A Brisbane director has been sentenced to one year in jail, and fined $1 million, in a Queensland-first Workplace Health and Safety trial.
Yesterday Gary Lavin, and his company Multi-Run Roofing, were found guilty of reckless conduct, after a 62-year-old roofer died at a worksite in 2014.
Whareheera Keepa Te Amo died after falling almost six metres off a roof at Wimmers soft drinks’ Cooroy factory in 2014.
‘Motivated by money’
After a week-long trial, Judge Glen Cash told the Maroochydore District Court, Mr Lavin had been motivated by money, in choosing not to erect safety rails at the site, which would have saved Mr Te Amo’s life.
Wimmers soft drinks co-owner, Peter Lavin, also of Lavin Constructions, contracted the roofing job to Multi-Run Roofing.
As a result both brothers and their companies faced the charges.
After two days of deliberation, the jury delivered majority verdicts of guilty for Gary Lavin and his company’s charges, but were hung on Peter Lavin and Lavin Constructions’ involvement in the incident.

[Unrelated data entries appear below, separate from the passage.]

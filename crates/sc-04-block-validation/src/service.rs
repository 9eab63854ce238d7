//! # Block Validation Service
//!
//! Wraps a [`BlockValidator`] and announces its state changes on the event
//! bus. Events are published only after the chain lock has been released,
//! and a failed publication never undoes an accepted block.

use crate::domain::AcceptedBlock;
use crate::ports::inbound::BlockValidationApi;
use crate::validator::BlockValidator;
use async_trait::async_trait;
use sc_01_signature_verification::{SignatureVerificationApi, SignatureVerificationService};
use shared_bus::{ChainEvent, EventPublisher};
use shared_types::{Address, BlockId, ChainError, Hash};
use std::sync::Arc;

/// Block validation service for one chain.
///
/// ## Thread Safety
///
/// Cheap to share via `Arc`; all state lives in the validator's lock.
pub struct BlockValidationService<P, V = SignatureVerificationService>
where
    P: EventPublisher,
    V: SignatureVerificationApi,
{
    validator: Arc<BlockValidator<V>>,
    publisher: Arc<P>,
}

impl<P, V> BlockValidationService<P, V>
where
    P: EventPublisher,
    V: SignatureVerificationApi,
{
    /// Create a service publishing to `publisher`.
    pub fn new(validator: Arc<BlockValidator<V>>, publisher: Arc<P>) -> Self {
        Self {
            validator,
            publisher,
        }
    }

    /// The wrapped validator, for synchronous readers.
    #[must_use]
    pub fn validator(&self) -> &Arc<BlockValidator<V>> {
        &self.validator
    }
}

impl From<AcceptedBlock> for ChainEvent {
    fn from(accepted: AcceptedBlock) -> Self {
        ChainEvent::BlockAccepted {
            shard_id: accepted.shard_id,
            block_id: accepted.block_id,
            hash: accepted.hash,
            signer: accepted.signer,
        }
    }
}

#[async_trait]
impl<P, V> BlockValidationApi for BlockValidationService<P, V>
where
    P: EventPublisher,
    V: SignatureVerificationApi,
{
    async fn submit(
        &self,
        payload: &[u8],
        signature: &[u8],
        claimed: BlockId,
    ) -> Result<AcceptedBlock, ChainError> {
        let accepted = self.validator.submit(payload, signature, claimed)?;
        self.publisher.publish(accepted.into()).await;
        Ok(accepted)
    }

    async fn add_node(&self, caller: Address, new_node: Address) -> Result<usize, ChainError> {
        self.add_node_with_metadata(caller, new_node, Vec::new()).await
    }

    async fn add_node_with_metadata(
        &self,
        caller: Address,
        new_node: Address,
        metadata: Vec<u64>,
    ) -> Result<usize, ChainError> {
        let index = self
            .validator
            .add_node_with_metadata(caller, new_node, metadata)?;
        self.publisher
            .publish(ChainEvent::NodeAdded {
                shard_id: self.validator.shard_id(),
                address: new_node,
                index,
            })
            .await;
        Ok(index)
    }

    fn current_hash(&self) -> Hash {
        self.validator.current_hash()
    }

    fn current_block_id(&self) -> BlockId {
        self.validator.current_block_id()
    }

    fn node_count(&self) -> usize {
        self.validator.node_count()
    }

    fn get_node(&self, index: usize) -> Result<Address, ChainError> {
        self.validator.get_node(index)
    }

    fn node_metadata(&self, index: usize) -> Result<Vec<u64>, ChainError> {
        self.validator.node_metadata(index)
    }
}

In handing down Gary Lavin’s sentence, the judge told the court Mr Lavin had been trying to maximise profits by not paying for the rails, despite being paid by his brother Peter Lavin $284,000 to complete the roofing job, inclusive of the cost of safety rails.
During the trial, two witnesses gave testimony that Mr Lavin said the rails would have been too expensive.
It was estimated the price of the safety rails would have been about $5,000.
“You’ve shown a flagrant disregard for proper safety methods, and were motivated by the desire to improve your and your company’s financial position,” Judge Cash told the court.
“Your conduct was so serious you must serve a period of time in custody.
“The risk was significant to those on the live edge (edge of the roof), the margin for error was narrow, and any fall would have had tragic consequences.”
Mr Lavin and his workers had agreed on using safety harnesses and two scissor lifts instead, however they were not used by the workers on the day of the incident.
Price of a life
In a victim impact statement, Mr Te Amo’s wife said losing her husband had “destroyed my future”.
“He would call me four or five times a day to tell me he loved me; we did everything together.
“Now I don’t have anyone to hold me … all because it was too much to put up scaffolding.
“Was my husband’s life not worth that much?”
The pair had been married for 21 years, and together for more than 30.
Judge Cash acknowledged that Mr Lavin was remorseful for the incident, and had suffered himself as a result, and would not be renewing his roofing licence.
Mr Lavin had been in the industry for close to 50 years.
He was sentenced to a one-year jail term, suspended after four months, and his company received a $1 million fine, to be paid in six months.
Meanwhile, Peter Lavin, and Lavin Constructions have been granted bail, to reappear in February on the remaining charges.